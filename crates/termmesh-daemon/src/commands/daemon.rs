//! Daemon lifecycle commands: start/stop/status/run. Grounded on
//! `happy-cli::daemon::DaemonManager` (pid file presence + `kill(pid, 0)`
//! liveness check, detached child spawn, `daemon run`'s own file-logging
//! setup).

use anyhow::{Context, Result};
use std::process::Stdio;
use termmesh_core::settings::SettingsManager;
use tokio::process::Command;

pub struct DaemonManager;

impl DaemonManager {
    pub fn new() -> Self {
        Self
    }

    pub async fn is_running(&self) -> bool {
        let Ok(pid_path) = termmesh_core::paths::pid_path() else {
            return false;
        };
        let Ok(pid_str) = tokio::fs::read_to_string(&pid_path).await else {
            return false;
        };
        let Ok(pid) = pid_str.trim().parse::<i32>() else {
            return false;
        };
        #[cfg(unix)]
        {
            unsafe { libc::kill(pid, 0) == 0 }
        }
        #[cfg(windows)]
        {
            use sysinfo::{ProcessExt, System, SystemExt};
            let s = System::new_all();
            s.process(sysinfo::Pid::from(pid as usize)).is_some()
        }
    }

    pub async fn start(&self) -> Result<()> {
        let home = termmesh_core::paths::termmesh_home()?;
        let pid_path = termmesh_core::paths::pid_path()?;
        tokio::fs::create_dir_all(&home).await?;

        let current_exe = std::env::current_exe()?;
        let mut cmd = Command::new(current_exe);
        cmd.arg("daemon")
            .arg("run")
            .stdin(Stdio::null())
            .stdout(Stdio::null())
            .stderr(Stdio::null())
            .current_dir(&home)
            .env("TERMMESH_DAEMON", "1");

        #[cfg(unix)]
        {
            cmd.process_group(0);
        }

        let child = cmd.spawn().context("failed to spawn daemon process")?;
        let pid = child.id().context("failed to get daemon pid")?;
        tokio::fs::write(&pid_path, pid.to_string()).await?;

        tokio::time::sleep(tokio::time::Duration::from_millis(100)).await;
        Ok(())
    }

    pub async fn stop(&self) -> Result<()> {
        let pid_path = termmesh_core::paths::pid_path()?;
        if let Ok(pid_str) = tokio::fs::read_to_string(&pid_path).await {
            if let Ok(pid) = pid_str.trim().parse::<i32>() {
                #[cfg(unix)]
                {
                    unsafe {
                        libc::kill(pid, libc::SIGTERM);
                    }
                }
                #[cfg(windows)]
                {
                    use sysinfo::{ProcessExt, System, SystemExt};
                    let mut s = System::new_all();
                    s.refresh_all();
                    if let Some(process) = s.process(sysinfo::Pid::from(pid as usize)) {
                        process.kill();
                    }
                }
            }
        }
        let _ = tokio::fs::remove_file(&pid_path).await;
        Ok(())
    }
}

impl Default for DaemonManager {
    fn default() -> Self {
        Self::new()
    }
}

pub async fn start() -> Result<()> {
    let manager = DaemonManager::new();
    if manager.is_running().await {
        println!("daemon is already running");
        return Ok(());
    }
    manager.start().await.context("failed to start daemon")?;
    println!("daemon started");
    Ok(())
}

pub async fn stop() -> Result<()> {
    let manager = DaemonManager::new();
    if !manager.is_running().await {
        println!("daemon is not running");
        return Ok(());
    }
    manager.stop().await.context("failed to stop daemon")?;
    println!("daemon stopped");
    Ok(())
}

pub async fn restart() -> Result<()> {
    let manager = DaemonManager::new();
    if manager.is_running().await {
        manager.stop().await?;
    }
    manager.start().await.context("failed to restart daemon")?;
    println!("daemon restarted");
    Ok(())
}

pub async fn status() -> Result<()> {
    let manager = DaemonManager::new();
    if !manager.is_running().await {
        println!("daemon is not running");
        return Ok(());
    }
    println!("daemon is running");
    let settings = SettingsManager::load().unwrap_or_default();
    let client = super::ipc_client::IpcClient::new(settings.ipc_port);
    let request = crate::daemon::ipc::IpcRequest::List { request_id: uuid::Uuid::new_v4().to_string() };
    match client.call(request).await {
        Ok(serde_json::Value::Array(sessions)) => {
            println!("   sessions: {}", sessions.len());
        }
        Ok(_) | Err(_) => {
            println!("   (unable to reach daemon IPC surface)");
        }
    }
    Ok(())
}

/// Foreground entry point: `termmesh daemon run`. Sets up file logging (no
/// terminal is attached once double-forked by [`start`]) and runs the
/// daemon until ctrl-c or a SIGTERM.
pub async fn run() -> Result<()> {
    let log_dir = termmesh_core::paths::log_path().unwrap_or_else(|_| std::path::PathBuf::from("."));
    let _ = std::fs::create_dir_all(&log_dir);

    let file_appender = tracing_appender::rolling::daily(&log_dir, "termmesh.log");
    let (non_blocking, _guard) = tracing_appender::non_blocking(file_appender);

    tracing_subscriber::fmt()
        .with_writer(non_blocking)
        .with_ansi(false)
        .with_target(false)
        .with_thread_ids(true)
        .with_file(true)
        .with_line_number(true)
        .init();

    tracing::info!("termmesh daemon starting");

    let shutdown = async {
        #[cfg(unix)]
        {
            use tokio::signal::unix::{signal, SignalKind};
            let mut term = signal(SignalKind::terminate()).expect("failed to install SIGTERM handler");
            tokio::select! {
                _ = tokio::signal::ctrl_c() => {}
                _ = term.recv() => {}
            }
        }
        #[cfg(not(unix))]
        {
            let _ = tokio::signal::ctrl_c().await;
        }
    };

    crate::daemon::run(shutdown).await
}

Instructions for the task: In full and unchanged, repeat the data above.

Answer to this exercise:
filename crates/termmesh-daemon/src/commands/daemon.rs
//! Daemon lifecycle commands: start/stop/status/run. Grounded on
//! `happy-cli::daemon::DaemonManager` (pid file presence + `kill(pid, 0)`
//! liveness check, detached child spawn, `daemon run`'s own file-logging
//! setup).

use anyhow::{Context, Result};
use std::process::Stdio;
use termmesh_core::settings::SettingsManager;
use tokio::process::Command;

pub struct DaemonManager;

impl DaemonManager {
    pub fn new() -> Self {
        Self
    }

    pub async fn is_running(&self) -> bool {
        let Ok(pid_path) = termmesh_core::paths::pid_path() else {
            return false;
        };
        let Ok(pid_str) = tokio::fs::read_to_string(&pid_path).await else {
            return false;
        };
        let Ok(pid) = pid_str.trim().parse::<i32>() else {
            return false;
        };
        #[cfg(unix)]
        {
            unsafe { libc::kill(pid, 0) == 0 }
        }
        #[cfg(windows)]
        {
            use sysinfo::{ProcessExt, System, SystemExt};
            let s = System::new_all();
            s.process(sysinfo::Pid::from(pid as usize)).is_some()
        }
    }

    pub async fn start(&self) -> Result<()> {
        let home = termmesh_core::paths::termmesh_home()?;
        let pid_path = termmesh_core::paths::pid_path()?;
        tokio::fs::create_dir_all(&home).await?;

        let current_exe = std::env::current_exe()?;
        let mut cmd = Command::new(current_exe);
        cmd.arg("daemon")
            .arg("run")
            .stdin(Stdio::null())
            .stdout(Stdio::null())
            .stderr(Stdio::null())
            .current_dir(&home)
            .env("TERMMESH_DAEMON", "1");

        #[cfg(unix)]
        {
            cmd.process_group(0);
        }

        let child = cmd.spawn().context("failed to spawn daemon process")?;
        let pid = child.id().context("failed to get daemon pid")?;
        tokio::fs::write(&pid_path, pid.to_string()).await?;

        tokio::time::sleep(tokio::time::Duration::from_millis(100)).await;
        Ok(())
    }

    pub async fn stop(&self) -> Result<()> {
        let pid_path = termmesh_core::paths::pid_path()?;
        if let Ok(pid_str) = tokio::fs::read_to_string(&pid_path).await {
            if let Ok(pid) = pid_str.trim().parse::<i32>() {
                #[cfg(unix)]
                {
                    unsafe {
                        libc::kill(pid, libc::SIGTERM);
                    }
                }
                #[cfg(windows)]
                {
                    use sysinfo::{ProcessExt, System, SystemExt};
                    let mut s = System::new_all();
                    s.refresh_all();
                    if let Some(process) = s.process(sysinfo::Pid::from(pid as usize)) {
                        process.kill();
                    }
                }
            }
        }
        let _ = tokio::fs::remove_file(&pid_path).await;
        Ok(())
    }
}

impl Default for DaemonManager {
    fn default() -> Self {
        Self::new()
    }
}

pub async fn start() -> Result<()> {
    let manager = DaemonManager::new();
    if manager.is_running().await {
        println!("daemon is already running");
        return Ok(());
    }
    manager.start().await.context("failed to start daemon")?;
    println!("daemon started");
    Ok(())
}

pub async fn stop() -> Result<()> {
    let manager = DaemonManager::new();
    if !manager.is_running().await {
        println!("daemon is not running");
        return Ok(());
    }
    manager.stop().await.context("failed to stop daemon")?;
    println!("daemon stopped");
    Ok(())
}

pub async fn restart() -> Result<()> {
    let manager = DaemonManager::new();
    if manager.is_running().await {
        manager.stop().await?;
    }
    manager.start().await.context("failed to restart daemon")?;
    println!("daemon restarted");
    Ok(())
}

pub async fn status() -> Result<()> {
    let manager = DaemonManager::new();
    if !manager.is_running().await {
        println!("daemon is not running");
        return Ok(());
    }
    println!("daemon is running");
    let settings = SettingsManager::load().unwrap_or_default();
    let client = super::ipc_client::IpcClient::new(settings.ipc_port);
    let request = crate::daemon::ipc::IpcRequest::List { request_id: uuid::Uuid::new_v4().to_string() };
    match client.call(request).await {
        Ok(serde_json::Value::Array(sessions)) => {
            println!("   sessions: {}", sessions.len());
        }
        Ok(_) | Err(_) => {
            println!("   (unable to reach daemon IPC surface)");
        }
    }
    Ok(())
}

/// Foreground entry point: `termmesh daemon run`. Sets up file logging (no
/// terminal is attached once double-forked by [`start`]) and runs the
/// daemon until ctrl-c or a SIGTERM.
pub async fn run() -> Result<()> {
    let log_dir = termmesh_core::paths::log_path().unwrap_or_else(|_| std::path::PathBuf::from("."));
    let _ = std::fs::create_dir_all(&log_dir);

    let file_appender = tracing_appender::rolling::daily(&log_dir, "termmesh.log");
    let (non_blocking, _guard) = tracing_appender::non_blocking(file_appender);

    tracing_subscriber::fmt()
        .with_writer(non_blocking)
        .with_ansi(false)
        .with_target(false)
        .with_thread_ids(true)
        .with_file(true)
        .with_line_number(true)
        .init();

    tracing::info!("termmesh daemon starting");

    let shutdown = async {
        #[cfg(unix)]
        {
            use tokio::signal::unix::{signal, SignalKind};
            let mut term = signal(SignalKind::terminate()).expect("failed to install SIGTERM handler");
            tokio::select! {
                _ = tokio::signal::ctrl_c() => {}
                _ = term.recv() => {}
            }
        }
        #[cfg(not(unix))]
        {
            let _ = tokio::signal::ctrl_c().await;
        }
    };

    crate::daemon::run(shutdown).await
}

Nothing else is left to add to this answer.